» **WHAT IS EXPECTED**
Write the records out again, unchanged.

Stored data entries
+ + + + + + +
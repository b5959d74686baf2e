//! C10 — config builder.
//!
//! Turns a [`WizardInput`] (raw PM-facing form data plus any vendor
//! history) into a validated [`NegotiationConfig`], applying
//! priority-driven overlays and falling back to sensible defaults
//! wherever the wizard input under-specifies something.

use crate::errors::NegotiationResult;
use crate::types::{
    DynamicRounds, NegotiationConfig, PriceParameter, Priority, TermsParameter, VendorHistorySample,
    WizardInput,
};
use std::collections::HashMap;

/// Fraction below the target price used as the anchor when the wizard
/// doesn't supply vendor history to derive one from.
const DEFAULT_ANCHOR_DISCOUNT: f64 = 0.15;

/// Fraction above the target price used as the max-acceptable ceiling.
const DEFAULT_MAX_ACCEPTABLE_PREMIUM: f64 = 0.25;

/// Base thresholds before priority overlays are applied.
const BASE_ACCEPT_THRESHOLD: f64 = 0.70;
const BASE_ESCALATE_THRESHOLD: f64 = 0.50;
const BASE_WALKAWAY_THRESHOLD: f64 = 0.30;

/// Fallback target price when the wizard input and requisition both
/// under-specify one.
const DEFAULT_TARGET_PRICE: f64 = 1000.0;

/// Minimum vendor-history sample size before the historical-anchor shift
/// is applied at all.
const HISTORICAL_ANCHOR_MIN_SAMPLES: usize = 3;

/// Build and validate a [`NegotiationConfig`] from wizard input.
pub fn build_config(input: &WizardInput) -> NegotiationResult<NegotiationConfig> {
    let target_price = input
        .target_price
        .or_else(|| input.requisition.estimated_total())
        .unwrap_or(DEFAULT_TARGET_PRICE);

    let (anchor, max_acceptable) = price_bounds(target_price, &input.vendor_history);

    let total_price = PriceParameter {
        weight: 0.6,
        anchor,
        target: target_price,
        max_acceptable,
        concession_step: (max_acceptable - target_price) / 6.0,
    };

    let payment_terms = terms_parameter(&input.acceptable_terms);

    let (accept_threshold, escalate_threshold, walkaway_threshold) =
        priority_thresholds(input.priority);

    let max_rounds = match input.priority {
        Priority::High => 8,
        Priority::Medium => 6,
        Priority::Low => 5,
    };

    let config = NegotiationConfig {
        total_price,
        payment_terms,
        delivery: None,
        accept_threshold,
        escalate_threshold,
        walkaway_threshold,
        max_rounds,
        priority: input.priority,
        dynamic_rounds: Some(DynamicRounds {
            soft_max: max_rounds,
            hard_max: max_rounds + 3,
            auto_extend_enabled: true,
        }),
        adaptive_features: Some(crate::types::AdaptiveFeatures { enabled: true }),
    };

    config.validate()?;
    Ok(config)
}

/// Derive an anchor/max-acceptable pair around `target_price`. With at
/// least `HISTORICAL_ANCHOR_MIN_SAMPLES` vendor-history samples, the
/// anchor shifts toward `target_price` by
/// `min(10%·(target−anchor), 0.5·μ·target)`, where `μ` is the mean
/// final-discount this vendor historically conceded — a vendor that
/// reliably settles well below target earns a tighter (higher) anchor
/// next time.
fn price_bounds(target_price: f64, history: &[VendorHistorySample]) -> (f64, f64) {
    let default_anchor = target_price * (1.0 - DEFAULT_ANCHOR_DISCOUNT);
    let max_acceptable = target_price * (1.0 + DEFAULT_MAX_ACCEPTABLE_PREMIUM);

    if history.len() < HISTORICAL_ANCHOR_MIN_SAMPLES {
        return (default_anchor, max_acceptable);
    }

    let mean_discount = history
        .iter()
        .map(|h| (target_price - h.final_price) / target_price)
        .sum::<f64>()
        / history.len() as f64;

    let cap = 0.10 * (target_price - default_anchor);
    let shift = (0.5 * mean_discount * target_price).clamp(0.0, cap);
    (default_anchor + shift, max_acceptable)
}

fn terms_parameter(acceptable_terms: &[String]) -> TermsParameter {
    let options = if acceptable_terms.is_empty() {
        vec!["Net30".to_string(), "Net60".to_string(), "Net90".to_string()]
    } else {
        acceptable_terms.to_vec()
    };

    let mut utility_map = HashMap::new();
    let n = options.len().max(1);
    for (i, option) in options.iter().enumerate() {
        let utility = if n == 1 {
            1.0
        } else {
            i as f64 / (n as f64 - 1.0)
        };
        utility_map.insert(option.clone(), utility);
    }

    TermsParameter {
        weight: 0.4,
        options,
        utility_map,
    }
}

fn priority_thresholds(priority: Priority) -> (f64, f64, f64) {
    match priority {
        Priority::High => (
            BASE_ACCEPT_THRESHOLD + 0.05,
            BASE_ESCALATE_THRESHOLD + 0.05,
            BASE_WALKAWAY_THRESHOLD + 0.05,
        ),
        Priority::Medium => (
            BASE_ACCEPT_THRESHOLD,
            BASE_ESCALATE_THRESHOLD,
            BASE_WALKAWAY_THRESHOLD,
        ),
        Priority::Low => (
            BASE_ACCEPT_THRESHOLD - 0.05,
            BASE_ESCALATE_THRESHOLD - 0.05,
            BASE_WALKAWAY_THRESHOLD - 0.05,
        ),
    }
}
+ + + + + + +
» **COMPLETED TASK**
repository b5959d74686baf2e
//! C10 — config builder.
//!
//! Turns a [`WizardInput`] (raw PM-facing form data plus any vendor
//! history) into a validated [`NegotiationConfig`], applying
//! priority-driven overlays and falling back to sensible defaults
//! wherever the wizard input under-specifies something.

use crate::errors::NegotiationResult;
use crate::types::{
    DynamicRounds, NegotiationConfig, PriceParameter, Priority, TermsParameter, VendorHistorySample,
    WizardInput,
};
use std::collections::HashMap;

/// Fraction below the target price used as the anchor when the wizard
/// doesn't supply vendor history to derive one from.
const DEFAULT_ANCHOR_DISCOUNT: f64 = 0.15;

/// Fraction above the target price used as the max-acceptable ceiling.
const DEFAULT_MAX_ACCEPTABLE_PREMIUM: f64 = 0.25;

/// Base thresholds before priority overlays are applied.
const BASE_ACCEPT_THRESHOLD: f64 = 0.70;
const BASE_ESCALATE_THRESHOLD: f64 = 0.50;
const BASE_WALKAWAY_THRESHOLD: f64 = 0.30;

/// Fallback target price when the wizard input and requisition both
/// under-specify one.
const DEFAULT_TARGET_PRICE: f64 = 1000.0;

/// Minimum vendor-history sample size before the historical-anchor shift
/// is applied at all.
const HISTORICAL_ANCHOR_MIN_SAMPLES: usize = 3;

/// Build and validate a [`NegotiationConfig`] from wizard input.
pub fn build_config(input: &WizardInput) -> NegotiationResult<NegotiationConfig> {
    let target_price = input
        .target_price
        .or_else(|| input.requisition.estimated_total())
        .unwrap_or(DEFAULT_TARGET_PRICE);

    let (anchor, max_acceptable) = price_bounds(target_price, &input.vendor_history);

    let total_price = PriceParameter {
        weight: 0.6,
        anchor,
        target: target_price,
        max_acceptable,
        concession_step: (max_acceptable - target_price) / 6.0,
    };

    let payment_terms = terms_parameter(&input.acceptable_terms);

    let (accept_threshold, escalate_threshold, walkaway_threshold) =
        priority_thresholds(input.priority);

    let max_rounds = match input.priority {
        Priority::High => 8,
        Priority::Medium => 6,
        Priority::Low => 5,
    };

    let config = NegotiationConfig {
        total_price,
        payment_terms,
        delivery: None,
        accept_threshold,
        escalate_threshold,
        walkaway_threshold,
        max_rounds,
        priority: input.priority,
        dynamic_rounds: Some(DynamicRounds {
            soft_max: max_rounds,
            hard_max: max_rounds + 3,
            auto_extend_enabled: true,
        }),
        adaptive_features: Some(crate::types::AdaptiveFeatures { enabled: true }),
    };

    config.validate()?;
    Ok(config)
}

/// Derive an anchor/max-acceptable pair around `target_price`. With at
/// least `HISTORICAL_ANCHOR_MIN_SAMPLES` vendor-history samples, the
/// anchor shifts toward `target_price` by
/// `min(10%·(target−anchor), 0.5·μ·target)`, where `μ` is the mean
/// final-discount this vendor historically conceded — a vendor that
/// reliably settles well below target earns a tighter (higher) anchor
/// next time.
fn price_bounds(target_price: f64, history: &[VendorHistorySample]) -> (f64, f64) {
    let default_anchor = target_price * (1.0 - DEFAULT_ANCHOR_DISCOUNT);
    let max_acceptable = target_price * (1.0 + DEFAULT_MAX_ACCEPTABLE_PREMIUM);

    if history.len() < HISTORICAL_ANCHOR_MIN_SAMPLES {
        return (default_anchor, max_acceptable);
    }

    let mean_discount = history
        .iter()
        .map(|h| (target_price - h.final_price) / target_price)
        .sum::<f64>()
        / history.len() as f64;

    let cap = 0.10 * (target_price - default_anchor);
    let shift = (0.5 * mean_discount * target_price).clamp(0.0, cap);
    (default_anchor + shift, max_acceptable)
}

fn terms_parameter(acceptable_terms: &[String]) -> TermsParameter {
    let options = if acceptable_terms.is_empty() {
        vec!["Net30".to_string(), "Net60".to_string(), "Net90".to_string()]
    } else {
        acceptable_terms.to_vec()
    };

    let mut utility_map = HashMap::new();
    let n = options.len().max(1);
    for (i, option) in options.iter().enumerate() {
        let utility = if n == 1 {
            1.0
        } else {
            i as f64 / (n as f64 - 1.0)
        };
        utility_map.insert(option.clone(), utility);
    }

    TermsParameter {
        weight: 0.4,
        options,
        utility_map,
    }
}

fn priority_thresholds(priority: Priority) -> (f64, f64, f64) {
    match priority {
        Priority::High => (
            BASE_ACCEPT_THRESHOLD + 0.05,
            BASE_ESCALATE_THRESHOLD + 0.05,
            BASE_WALKAWAY_THRESHOLD + 0.05,
        ),
        Priority::Medium => (
            BASE_ACCEPT_THRESHOLD,
            BASE_ESCALATE_THRESHOLD,
            BASE_WALKAWAY_THRESHOLD,
        ),
        Priority::Low => (
            BASE_ACCEPT_THRESHOLD - 0.05,
            BASE_ESCALATE_THRESHOLD - 0.05,
            BASE_WALKAWAY_THRESHOLD - 0.05,
        ),
    }
}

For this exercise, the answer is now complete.